Gravé dans le marbre

Il l’avait choisie imposante, sa tombe. Avec quelques fioritures, juste ce qu’il faut pour faire spirituel, pas trop pour ne pas faire artiste. Il avait surtout voulu son nom, en grand, juste en dessus de son titre, recouvrant un sobre R.I.P..
Il avait été l’un des premiers dans le nouveau cimetière. Il avait pu accueillir tous les autres, un peu comme de son vivant. L’apanage d’habiter un port dans un pays étranger. Ce qu’il appréciait particulièrement c’était la surprise lorsque les nouveaux arrivants se rendaient compte que ce n’était pas fini. Alors, comme jadis, il usait de son entregent pour calmer les angoisses et offrir le tour du propriétaire.

– « Ici Madame unetelle, elle pleure encore d’être partie trop tôt même si cela fait un siècle. »
– « Ici Monsieur untel, j’ai entendu dire qu’il était de mauvaise humeur de son vivant, vous verrez vite que la mort ne change pas les personnes. »
– « Ici la vue sur l’océan, personnellement sans les embruns qui vous caressent la peau je trouve cela assez déstabilisant. »

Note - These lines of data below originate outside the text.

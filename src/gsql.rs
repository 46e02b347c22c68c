use std::{
    collections::BTreeMap,
    path::{Path, PathBuf},
    sync::{Arc, LazyLock},
};

use regex::Regex;
use tokio::io::AsyncWriteExt;
use tracing::{debug, info, warn};

use crate::{
    error::{GraphloadError, Result},
    output::OutputMode,
    settings::{Settings, UriScheme},
    task::{GsqlScript, GsqlSource},
    util::{CommandError, output_print_lock, run_command_with_timeout},
};

const DEFAULT_CLIENT: &str = "gsql";

static SCRIPT_TOKEN: LazyLock<Regex> =
    LazyLock::new(|| Regex::new(r"%([A-Za-z_][A-Za-z0-9_]*)%").expect("script token pattern"));

/// Runs GSQL scripts through the external GSQL client.
pub struct GsqlRunner {
    settings: Arc<Settings>,
    output_mode: OutputMode,
}

impl GsqlRunner {
    pub fn new(settings: Arc<Settings>, output_mode: OutputMode) -> Self {
        Self {
            settings,
            output_mode,
        }
    }

    /// Client program and its leading arguments.
    pub fn client(&self) -> (String, Vec<String>) {
        let command = match (&self.settings.gsql_client, &self.settings.client_version) {
            (Some(client), _) => client.clone(),
            (None, Some(version)) => format!("java -jar gsql_client-{}.jar", version),
            (None, None) => DEFAULT_CLIENT.to_string(),
        };

        let mut parts = command.split_whitespace().map(str::to_string);
        let program = parts.next().unwrap_or_else(|| DEFAULT_CLIENT.to_string());
        (program, parts.collect())
    }

    /// Arguments passed after the client command; `target` is the rendered
    /// script path or the inline statement.
    pub fn arguments(&self, script: &GsqlScript, target: &str) -> Vec<String> {
        let settings = &self.settings;
        let (user, password) = if script.use_global {
            (&settings.admin_user_name, &settings.admin_password)
        } else {
            (&settings.user_name, &settings.password)
        };

        let mut args = vec![
            "-ip".to_string(),
            settings.host.clone(),
            "-u".to_string(),
            user.clone(),
            "-p".to_string(),
            password.clone(),
        ];

        if settings.scheme == UriScheme::Https {
            if let Some(cert) = &settings.cert_path {
                args.push("-cacert".to_string());
                args.push(cert.to_string_lossy().to_string());
            }
        }

        if !script.use_global {
            args.push("-g".to_string());
            args.push(settings.graph_name.clone());
        }

        args.push(target.to_string());
        args
    }

    pub async fn run(&self, task: &str, script: &GsqlScript) -> Result<()> {
        let target = match &script.source {
            GsqlSource::File(path) => self
                .render_script(task, path)
                .await?
                .to_string_lossy()
                .to_string(),
            GsqlSource::Command(command) => command.clone(),
        };

        let (program, mut args) = self.client();
        args.extend(self.arguments(script, &target));
        debug!("Task '{}': {} {}", task, program, mask_password(&args).join(" "));

        let stream_output = matches!(self.output_mode, OutputMode::Stream);
        let timeout = self.settings.command_timeout;
        let output = match run_command_with_timeout(&program, &args, timeout, stream_output).await {
            Ok(output) => output,
            Err(CommandError::Timeout) => return Err(GraphloadError::Timeout(task.to_string())),
            Err(CommandError::Io(e)) => {
                return Err(GraphloadError::Gsql {
                    task: task.to_string(),
                    status: format!("failed to start '{}': {}", program, e),
                });
            }
        };

        if let Err(e) = self.append_log(task, &output.stdout, &output.stderr).await {
            warn!("Could not write log for task '{}': {}", task, e);
        }

        if !stream_output {
            let _lock = output_print_lock().lock().await;
            let stdout = String::from_utf8_lossy(&output.stdout);
            let stderr = String::from_utf8_lossy(&output.stderr);
            if !stdout.trim().is_empty() {
                println!("{}", stdout.trim_end());
            }
            if !stderr.trim().is_empty() {
                eprintln!("{}", stderr.trim_end());
            }
        }

        if !output.status.success() {
            return Err(GraphloadError::Gsql {
                task: task.to_string(),
                status: output.status.to_string(),
            });
        }

        info!("Task '{}': gsql finished", task);
        Ok(())
    }

    /// Copies the script into the log directory with `%token%` placeholders
    /// replaced, returning the copy's path.
    async fn render_script(&self, task: &str, script: &Path) -> Result<PathBuf> {
        let source = self.settings.script_dir.join(script);
        let contents = tokio::fs::read_to_string(&source).await.map_err(|e| {
            GraphloadError::Config(format!(
                "Task '{}': could not read script '{}': {}",
                task,
                source.display(),
                e
            ))
        })?;

        let rendered = replace_tokens(&contents, &self.settings.gsql_tokens);

        let dir = self.settings.log_dir.join("scripts");
        tokio::fs::create_dir_all(&dir).await?;
        let target = dir.join(format!("{}.gsql", task));
        tokio::fs::write(&target, rendered).await?;
        Ok(target)
    }

    async fn append_log(&self, task: &str, stdout: &[u8], stderr: &[u8]) -> std::io::Result<()> {
        tokio::fs::create_dir_all(&self.settings.log_dir).await?;
        let mut file = tokio::fs::OpenOptions::new()
            .create(true)
            .append(true)
            .open(self.settings.log_dir.join(format!("{}.log", task)))
            .await?;
        file.write_all(stdout).await?;
        file.write_all(stderr).await?;
        file.flush().await
    }
}

pub fn replace_tokens(script: &str, tokens: &BTreeMap<String, String>) -> String {
    SCRIPT_TOKEN
        .replace_all(script, |caps: &regex::Captures| {
            tokens
                .get(&caps[1])
                .cloned()
                .unwrap_or_else(|| caps[0].to_string())
        })
        .to_string()
}

fn mask_password(args: &[String]) -> Vec<String> {
    let mut masked = Vec::with_capacity(args.len());
    let mut hide_next = false;
    for arg in args {
        if hide_next {
            masked.push("****".to_string());
            hide_next = false;
            continue;
        }
        hide_next = arg == "-p";
        masked.push(arg.clone());
    }
    masked
}

#[cfg(test)]
mod tests {
    use super::*;
    use crate::settings::sample_settings;

    fn runner(settings: Settings) -> GsqlRunner {
        GsqlRunner::new(Arc::new(settings), OutputMode::Group)
    }

    fn script(source: GsqlSource, use_global: bool) -> GsqlScript {
        GsqlScript { source, use_global }
    }

    #[test]
    fn test_arguments_for_graph_scope() {
        let gsql = runner(sample_settings());
        let args = gsql.arguments(&script(GsqlSource::Command("ls".into()), false), "ls");
        assert_eq!(
            args,
            vec![
                "-ip",
                "graph.local",
                "-u",
                "tigergraph",
                "-p",
                "secret-pw",
                "-g",
                "OrgGraph",
                "ls"
            ]
        );
    }

    #[test]
    fn test_arguments_for_global_scope_with_cert() {
        let mut settings = sample_settings();
        settings.scheme = UriScheme::Https;
        settings.cert_path = Some(PathBuf::from("certs/ca.pem"));

        let gsql = runner(settings);
        let args = gsql.arguments(
            &script(GsqlSource::File("schema.gsql".into()), true),
            "logs/scripts/createSchema.gsql",
        );
        assert_eq!(
            args,
            vec![
                "-ip",
                "graph.local",
                "-u",
                "admin",
                "-p",
                "admin-pw",
                "-cacert",
                "certs/ca.pem",
                "logs/scripts/createSchema.gsql"
            ]
        );
    }

    #[test]
    fn test_client_selection() {
        let mut settings = sample_settings();
        assert_eq!(runner(settings.clone()).client(), ("gsql".to_string(), vec![]));

        settings.client_version = Some("2.6.0".to_string());
        assert_eq!(
            runner(settings.clone()).client(),
            (
                "java".to_string(),
                vec!["-jar".to_string(), "gsql_client-2.6.0.jar".to_string()]
            )
        );

        settings.gsql_client = Some("/opt/tigergraph/bin/gsql".to_string());
        assert_eq!(
            runner(settings).client(),
            ("/opt/tigergraph/bin/gsql".to_string(), vec![])
        );
    }

    #[test]
    fn test_replace_tokens() {
        let tokens = BTreeMap::from([("graphname".to_string(), "OrgGraph".to_string())]);
        assert_eq!(
            replace_tokens("USE GRAPH %graphname%\nDROP JOB %unknown%\n100%", &tokens),
            "USE GRAPH OrgGraph\nDROP JOB %unknown%\n100%"
        );
    }

    #[test]
    fn test_mask_password() {
        let args: Vec<String> = ["-u", "admin", "-p", "hunter2", "ls"]
            .iter()
            .map(|s| s.to_string())
            .collect();
        assert_eq!(mask_password(&args), vec!["-u", "admin", "-p", "****", "ls"]);
    }

    #[tokio::test]
    async fn test_render_script_writes_copy() {
        let dir = tempfile::tempdir().unwrap();
        let scripts = dir.path().join("db_scripts");
        std::fs::create_dir_all(scripts.join("schema")).unwrap();
        std::fs::write(
            scripts.join("schema/schema.gsql"),
            "CREATE GRAPH %graphname%()\n",
        )
        .unwrap();

        let mut settings = sample_settings();
        settings.script_dir = scripts;
        settings.log_dir = dir.path().join("logs");
        settings.gsql_tokens = BTreeMap::from([("graphname".to_string(), "OrgGraph".to_string())]);

        let gsql = runner(settings);
        let rendered = gsql
            .render_script("createSchema", Path::new("schema/schema.gsql"))
            .await
            .unwrap();

        assert_eq!(rendered, dir.path().join("logs/scripts/createSchema.gsql"));
        assert_eq!(
            std::fs::read_to_string(rendered).unwrap(),
            "CREATE GRAPH OrgGraph()\n"
        );
    }

    #[cfg(unix)]
    #[tokio::test]
    async fn test_run_reports_failure_status() {
        let dir = tempfile::tempdir().unwrap();
        let mut settings = sample_settings();
        settings.gsql_client = Some("false".to_string());
        settings.log_dir = dir.path().join("logs");

        let gsql = runner(settings);
        let err = gsql
            .run("showSchema", &script(GsqlSource::Command("ls".into()), false))
            .await
            .unwrap_err();

        assert!(matches!(err, GraphloadError::Gsql { ref task, .. } if task == "showSchema"));
        assert!(dir.path().join("logs/showSchema.log").exists());
    }

    #[cfg(unix)]
    #[tokio::test]
    async fn test_run_succeeds_and_logs_output() {
        let dir = tempfile::tempdir().unwrap();
        let mut settings = sample_settings();
        settings.gsql_client = Some("echo".to_string());
        settings.log_dir = dir.path().join("logs");

        let gsql = runner(settings);
        gsql.run("showSchema", &script(GsqlSource::Command("ls".into()), false))
            .await
            .unwrap();

        let log = std::fs::read_to_string(dir.path().join("logs/showSchema.log")).unwrap();
        assert!(log.contains("-g OrgGraph ls"));
    }
}
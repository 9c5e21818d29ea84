//! Screen components: one per [`ScreenId`](crate::screen::ScreenId).

mod admin;
mod login;
mod user;

pub use admin::AdminScreen;
pub use login::LoginScreen;
pub use user::UserScreen;

use crate::component::Component;
use crate::screen::ScreenId;

/// Build all screens in their initial state.
pub fn create_screens() -> Vec<(ScreenId, Box<dyn Component>)> {
    vec![
        (ScreenId::Login, Box::new(LoginScreen::new())),
        (ScreenId::Admin, Box::new(AdminScreen::new())),
        (ScreenId::User, Box::new(UserScreen::new())),
    ]
}
// ── Inventory controller ──
//
// Owns the API client and the store, and keeps the two in sync: every
// mutation round-trips through the backend and then refetches, so the
// store never drifts from what the server holds.

use std::sync::Arc;

use chrono::Utc;
use stowage_api::{InventoryClient, NewPackage};
use tokio::sync::watch;
use tracing::{debug, warn};

use crate::config::InventoryConfig;
use crate::error::CoreError;
use crate::model::{PackageStatus, User};
use crate::store::Store;

/// Where the initial data load currently stands. Drives the dashboard
/// skeleton: spinner while `Loading`, retry view on `Errored`.
#[derive(Debug, Clone, PartialEq, Eq, Default)]
pub enum LoadState {
    #[default]
    Idle,
    Loading,
    Ready,
    Errored(String),
}

impl LoadState {
    pub fn is_ready(&self) -> bool {
        matches!(self, Self::Ready)
    }
}

/// Handle to the inventory data layer. Cheap to clone; all clones share
/// one client and one store.
#[derive(Clone)]
pub struct Inventory {
    inner: Arc<Inner>,
}

struct Inner {
    api: InventoryClient,
    store: Store,
    load_state: watch::Sender<LoadState>,
}

impl Inventory {
    pub fn new(config: &InventoryConfig) -> Result<Self, CoreError> {
        let api = InventoryClient::new(config.base_url.as_str(), config.timeout)?;
        Ok(Self::from_client(api))
    }

    /// Wrap an already-built client (tests point this at a mock server).
    pub fn from_client(api: InventoryClient) -> Self {
        let (load_state, _) = watch::channel(LoadState::Idle);
        Self {
            inner: Arc::new(Inner {
                api,
                store: Store::new(),
                load_state,
            }),
        }
    }

    pub fn store(&self) -> &Store {
        &self.inner.store
    }

    pub fn load_state(&self) -> watch::Receiver<LoadState> {
        self.inner.load_state.subscribe()
    }

    // ── Refresh ──────────────────────────────────────────────────────

    /// Fetch packages and users in parallel and replace the store.
    ///
    /// Either fetch failing fails the whole refresh; the store keeps
    /// its previous contents so a transient error never blanks the UI.
    pub async fn refresh(&self) -> Result<(), CoreError> {
        self.inner
            .load_state
            .send_modify(|s| *s = LoadState::Loading);

        let (packages, users) = tokio::join!(
            self.inner.api.list_packages(),
            self.inner.api.list_users(),
        );

        let outcome = (|| {
            let packages = packages?;
            let users = users?;
            self.inner
                .store
                .replace_packages(packages.into_iter().map(Into::into).collect());
            self.inner
                .store
                .replace_users(users.into_iter().map(Into::into).collect());
            self.inner.store.mark_refreshed(Utc::now());
            Ok::<(), stowage_api::Error>(())
        })();

        match outcome {
            Ok(()) => {
                debug!(
                    packages = self.inner.store.package_count(),
                    users = self.inner.store.user_count(),
                    "inventory refreshed"
                );
                self.inner.load_state.send_modify(|s| *s = LoadState::Ready);
                Ok(())
            }
            Err(err) => {
                let err = CoreError::from(err);
                warn!("inventory refresh failed: {err}");
                self.inner
                    .load_state
                    .send_modify(|s| *s = LoadState::Errored(err.to_string()));
                Err(err)
            }
        }
    }

    /// Refetch only the package listing.
    pub async fn refresh_packages(&self) -> Result<(), CoreError> {
        let packages = self.inner.api.list_packages().await?;
        self.inner
            .store
            .replace_packages(packages.into_iter().map(Into::into).collect());
        Ok(())
    }

    /// Refetch only the user listing.
    pub async fn refresh_users(&self) -> Result<(), CoreError> {
        let users = self.inner.api.list_users().await?;
        self.inner
            .store
            .replace_users(users.into_iter().map(Into::into).collect());
        Ok(())
    }

    // ── Mutations ────────────────────────────────────────────────────

    /// Register a package, then refetch the listing so the store shows
    /// the backend's authoritative record (arrival date included).
    pub async fn create_package(&self, request: &NewPackage) -> Result<(), CoreError> {
        let created = self.inner.api.create_package(request).await?;
        debug!(id = %created.id, "package registered");
        self.refresh_packages().await
    }

    /// Register a user account, then refetch the user listing.
    pub async fn create_user(&self, name: &str, email: &str) -> Result<User, CoreError> {
        let created = self.inner.api.create_user(name, email).await?;
        debug!(id = created.id, "user registered");
        self.refresh_users().await?;
        Ok(created.into())
    }

    /// Flip a package to `Delivered` on the backend, then refetch.
    pub async fn mark_delivered(&self, id: &str) -> Result<(), CoreError> {
        self.inner
            .api
            .set_package_status(id, PackageStatus::Delivered.into())
            .await?;
        debug!(%id, "package marked delivered");
        self.refresh_packages().await
    }
}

Au début il avait retrouvé d’anciennes connaissances, celles qu’il se réjouissait de revoir et celles dont il pensait être enfin débarrassé. Et puis petit à petit, des inconnus, des enfants qu’il avait croisés dans la rue, puis leurs enfants, et les enfants de leurs enfants.
Il avait été fasciné de découvrir que lorsque l’on passait de l’autre côté, les choses s’inversaient. La nuit était chaude et rassurante, les repas ne rythmaient plus les journées et les dimanches étaient des jours animés. Dieu qu’il aimait les dimanches ! Voir tous ces gens apprêtés qui venaient les voir; LE voir. Il attendait à côté de sa tombe, fier de sa taille, de son style. Il aimait voir son nom se dessiner sur les lèvres des passants, suivi par son titre. Peut-être était-il passé de l’autre côté du rideau mais son nom lui restait, gravé en grand dans la pierre, à jamais. Bien sûr, personne ne pouvait le voir ou l’entendre, mais d’observer ainsi des inconnus articuler son nom lui rappelait la douce caresse du soleil sur sa peau. Cette sensation de plénitude toute personnelle, qui s’appréciait mieux les yeux fermés.
Le revers de la médaille, lorsque vos proches vous rejoignent, c’est que bientôt plus personne ne vient s’occuper de votre dernière demeure, plus de fleurs, plus d’attentions, plus même l’épisodique coup de balais et de rafraichissement. Cela avait été dur, au début, mais dans la mort comme dans la vie, tout devient un jour tolérable. Mais depuis quelque temps (un mois, un an, un siècle ?), un autre phénomène l’inquiétait beaucoup plus. Comme dans toutes les séparations, cela avait commencé par un rapprochement. Les passants devaient venir de plus en plus proches pour déchiffrer le nom et le titre. L’articulation devint hésitante puis, à la suite d’un orage, le titre disparut, comme emporté par une colère divine toute droite venue de l’océan.

Puis les gens avaient arrêté de venir.

Pendant ce temps son nom fut petit à petit poncé par l’eau, le vent, le soleil, les éléments s’alliant pour se jouer de la pierre, comme des enfants se testant à un jeu de patience absurdement long.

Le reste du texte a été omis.